■ **What you need to do**
For this exercise, the reply is the listing below, reproduced exactly.

■ **Exercise inputs**
//! Gathering a cell's neighbor states from a grid.

use crate::{BoundaryPolicy, Cell, Direction, Grid, GridError};

/// Which steps count as neighbors
#[derive(Debug, Clone, Copy, PartialEq, Eq, Hash)]
pub enum Connectivity {
    /// North, east, south and west
    Four,
    /// The four orthogonal steps plus the diagonals
    Eight,
}
impl Connectivity {
    #[inline]
    pub fn directions(self) -> &'static [Direction] {
        match self {
            Self::Four => &Direction::ORTHOGONAL,
            Self::Eight => &Direction::ALL,
        }
    }
}

/// Neighbor states of one cell, keyed by [`Direction`]
///
/// A [`None`] entry is an absent neighbor: off the edge under
/// [`BoundaryPolicy::Clamped`], or not part of the connectivity.
#[derive(Debug, Clone, Copy, PartialEq, Eq)]
pub struct Neighborhood<C> {
    connectivity: Connectivity,
    states: [Option<C>; 8],
}

impl<C: Cell> Neighborhood<C> {
    /// A neighborhood with every neighbor absent
    pub fn empty(connectivity: Connectivity) -> Self {
        Self {
            connectivity,
            states: [None; 8],
        }
    }

    /// Fills in one neighbor; directions outside the connectivity are ignored
    pub fn with(mut self, direction: Direction, state: C) -> Self {
        if self.connectivity.directions().contains(&direction) {
            self.states[direction as usize] = Some(state);
        }
        self
    }

    #[inline]
    pub fn get(&self, direction: Direction) -> Option<C> {
        self.states[direction as usize]
    }

    #[inline]
    pub fn connectivity(&self) -> Connectivity {
        self.connectivity
    }

    pub fn iter(&self) -> impl Iterator<Item = (Direction, Option<C>)> + '_ {
        self.connectivity
            .directions()
            .iter()
            .map(|&dir| (dir, self.get(dir)))
    }

    /// Number of present neighbors whose live bit is set
    pub fn live_count(&self) -> usize {
        self.states
            .iter()
            .flatten()
            .filter(|c| c.is_live())
            .count()
    }
}

/// Resolves the neighbors of `index` under `boundary`
///
/// Fails with [`GridError::Index`] when `index` is not a cell of `grid`.
pub fn neighbors<C: Cell>(
    grid: &Grid<C>,
    index: usize,
    boundary: BoundaryPolicy,
    connectivity: Connectivity,
) -> Result<Neighborhood<C>, GridError> {
    grid.get(index)?;
    Ok(gather(grid, index, boundary, connectivity))
}

/// [`neighbors`] for an index already known to be on the grid
pub(crate) fn gather<C: Cell>(
    grid: &Grid<C>,
    index: usize,
    boundary: BoundaryPolicy,
    connectivity: Connectivity,
) -> Neighborhood<C> {
    let cells = grid.cells();
    let mut hood = Neighborhood::empty(connectivity);
    for &dir in connectivity.directions() {
        hood.states[dir as usize] = boundary
            .resolve(index, dir, grid.width(), grid.height())
            .map(|i| cells[i]);
    }
    hood
}

#[cfg(test)]
mod tests {
    use super::*;
    use crate::Binary;

    fn plus_grid() -> Grid<Binary> {
        #[rustfmt::skip]
        let initial = [
            1, 1, 0,
            1, 0, 0,
            0, 0, 1,
        ];
        Grid::create(3, None, Some(&initial[..])).unwrap()
    }

    #[test]
    fn four_connected_ignores_diagonals() {
        let grid = plus_grid();
        let n = neighbors(&grid, 4, BoundaryPolicy::Clamped, Connectivity::Four).unwrap();

        assert_eq!(n.get(Direction::North), Some(Binary::Alive));
        assert_eq!(n.get(Direction::NorthWest), None);
        assert_eq!(n.iter().count(), 4);
        assert_eq!(n.live_count(), 2);
    }

    #[test]
    fn eight_connected_counts_diagonals() {
        let grid = plus_grid();
        let n = neighbors(&grid, 4, BoundaryPolicy::Clamped, Connectivity::Eight).unwrap();

        assert_eq!(n.live_count(), 4);
    }

    #[test]
    fn clamped_corner_has_three_neighbors() {
        let grid = plus_grid();
        let n = neighbors(&grid, 0, BoundaryPolicy::Clamped, Connectivity::Eight).unwrap();

        assert_eq!(n.iter().filter(|(_, s)| s.is_some()).count(), 3);
        // the far corner never leaks in through a diagonal
        assert_eq!(n.get(Direction::NorthWest), None);
        assert_eq!(n.live_count(), 2);
    }

    #[test]
    fn toroidal_left_edge_sees_last_column() {
        #[rustfmt::skip]
        let initial = [
            0, 0, 0, 0,
            0, 0, 0, 1,
            0, 0, 0, 0,
        ];
        let grid = Grid::<Binary>::create(4, None, Some(&initial[..])).unwrap();

        let n = neighbors(&grid, 4, BoundaryPolicy::Toroidal, Connectivity::Eight).unwrap();
        assert_eq!(n.get(Direction::West), Some(Binary::Alive));
        assert_eq!(n.live_count(), 1);

        let n = neighbors(&grid, 4, BoundaryPolicy::Clamped, Connectivity::Eight).unwrap();
        assert_eq!(n.get(Direction::West), None);
        assert_eq!(n.live_count(), 0);
    }

    #[test]
    fn out_of_range_index_is_an_error() {
        let grid = plus_grid();

        for boundary in [BoundaryPolicy::Clamped, BoundaryPolicy::Toroidal] {
            let err = neighbors(&grid, 9, boundary, Connectivity::Four).unwrap_err();
            assert_eq!(err, GridError::Index { index: 9, len: 9 });
        }
    }
}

■ **Solution to the problem**
//! Gathering a cell's neighbor states from a grid.

use crate::{BoundaryPolicy, Cell, Direction, Grid, GridError};

/// Which steps count as neighbors
#[derive(Debug, Clone, Copy, PartialEq, Eq, Hash)]
pub enum Connectivity {
    /// North, east, south and west
    Four,
    /// The four orthogonal steps plus the diagonals
    Eight,
}
impl Connectivity {
    #[inline]
    pub fn directions(self) -> &'static [Direction] {
        match self {
            Self::Four => &Direction::ORTHOGONAL,
            Self::Eight => &Direction::ALL,
        }
    }
}

/// Neighbor states of one cell, keyed by [`Direction`]
///
/// A [`None`] entry is an absent neighbor: off the edge under
/// [`BoundaryPolicy::Clamped`], or not part of the connectivity.
#[derive(Debug, Clone, Copy, PartialEq, Eq)]
pub struct Neighborhood<C> {
    connectivity: Connectivity,
    states: [Option<C>; 8],
}

impl<C: Cell> Neighborhood<C> {
    /// A neighborhood with every neighbor absent
    pub fn empty(connectivity: Connectivity) -> Self {
        Self {
            connectivity,
            states: [None; 8],
        }
    }

    /// Fills in one neighbor; directions outside the connectivity are ignored
    pub fn with(mut self, direction: Direction, state: C) -> Self {
        if self.connectivity.directions().contains(&direction) {
            self.states[direction as usize] = Some(state);
        }
        self
    }

    #[inline]
    pub fn get(&self, direction: Direction) -> Option<C> {
        self.states[direction as usize]
    }

    #[inline]
    pub fn connectivity(&self) -> Connectivity {
        self.connectivity
    }

    pub fn iter(&self) -> impl Iterator<Item = (Direction, Option<C>)> + '_ {
        self.connectivity
            .directions()
            .iter()
            .map(|&dir| (dir, self.get(dir)))
    }

    /// Number of present neighbors whose live bit is set
    pub fn live_count(&self) -> usize {
        self.states
            .iter()
            .flatten()
            .filter(|c| c.is_live())
            .count()
    }
}

/// Resolves the neighbors of `index` under `boundary`
///
/// Fails with [`GridError::Index`] when `index` is not a cell of `grid`.
pub fn neighbors<C: Cell>(
    grid: &Grid<C>,
    index: usize,
    boundary: BoundaryPolicy,
    connectivity: Connectivity,
) -> Result<Neighborhood<C>, GridError> {
    grid.get(index)?;
    Ok(gather(grid, index, boundary, connectivity))
}

/// [`neighbors`] for an index already known to be on the grid
pub(crate) fn gather<C: Cell>(
    grid: &Grid<C>,
    index: usize,
    boundary: BoundaryPolicy,
    connectivity: Connectivity,
) -> Neighborhood<C> {
    let cells = grid.cells();
    let mut hood = Neighborhood::empty(connectivity);
    for &dir in connectivity.directions() {
        hood.states[dir as usize] = boundary
            .resolve(index, dir, grid.width(), grid.height())
            .map(|i| cells[i]);
    }
    hood
}

#[cfg(test)]
mod tests {
    use super::*;
    use crate::Binary;

    fn plus_grid() -> Grid<Binary> {
        #[rustfmt::skip]
        let initial = [
            1, 1, 0,
            1, 0, 0,
            0, 0, 1,
        ];
        Grid::create(3, None, Some(&initial[..])).unwrap()
    }

    #[test]
    fn four_connected_ignores_diagonals() {
        let grid = plus_grid();
        let n = neighbors(&grid, 4, BoundaryPolicy::Clamped, Connectivity::Four).unwrap();

        assert_eq!(n.get(Direction::North), Some(Binary::Alive));
        assert_eq!(n.get(Direction::NorthWest), None);
        assert_eq!(n.iter().count(), 4);
        assert_eq!(n.live_count(), 2);
    }

    #[test]
    fn eight_connected_counts_diagonals() {
        let grid = plus_grid();
        let n = neighbors(&grid, 4, BoundaryPolicy::Clamped, Connectivity::Eight).unwrap();

        assert_eq!(n.live_count(), 4);
    }

    #[test]
    fn clamped_corner_has_three_neighbors() {
        let grid = plus_grid();
        let n = neighbors(&grid, 0, BoundaryPolicy::Clamped, Connectivity::Eight).unwrap();

        assert_eq!(n.iter().filter(|(_, s)| s.is_some()).count(), 3);
        // the far corner never leaks in through a diagonal
        assert_eq!(n.get(Direction::NorthWest), None);
        assert_eq!(n.live_count(), 2);
    }

    #[test]
    fn toroidal_left_edge_sees_last_column() {
        #[rustfmt::skip]
        let initial = [
            0, 0, 0, 0,
            0, 0, 0, 1,
            0, 0, 0, 0,
        ];
        let grid = Grid::<Binary>::create(4, None, Some(&initial[..])).unwrap();

        let n = neighbors(&grid, 4, BoundaryPolicy::Toroidal, Connectivity::Eight).unwrap();
        assert_eq!(n.get(Direction::West), Some(Binary::Alive));
        assert_eq!(n.live_count(), 1);

        let n = neighbors(&grid, 4, BoundaryPolicy::Clamped, Connectivity::Eight).unwrap();
        assert_eq!(n.get(Direction::West), None);
        assert_eq!(n.live_count(), 0);
    }

    #[test]
    fn out_of_range_index_is_an_error() {
        let grid = plus_grid();

        for boundary in [BoundaryPolicy::Clamped, BoundaryPolicy::Toroidal] {
            let err = neighbors(&grid, 9, boundary, Connectivity::Four).unwrap_err();
            assert_eq!(err, GridError::Index { index: 9, len: 9 });
        }
    }
}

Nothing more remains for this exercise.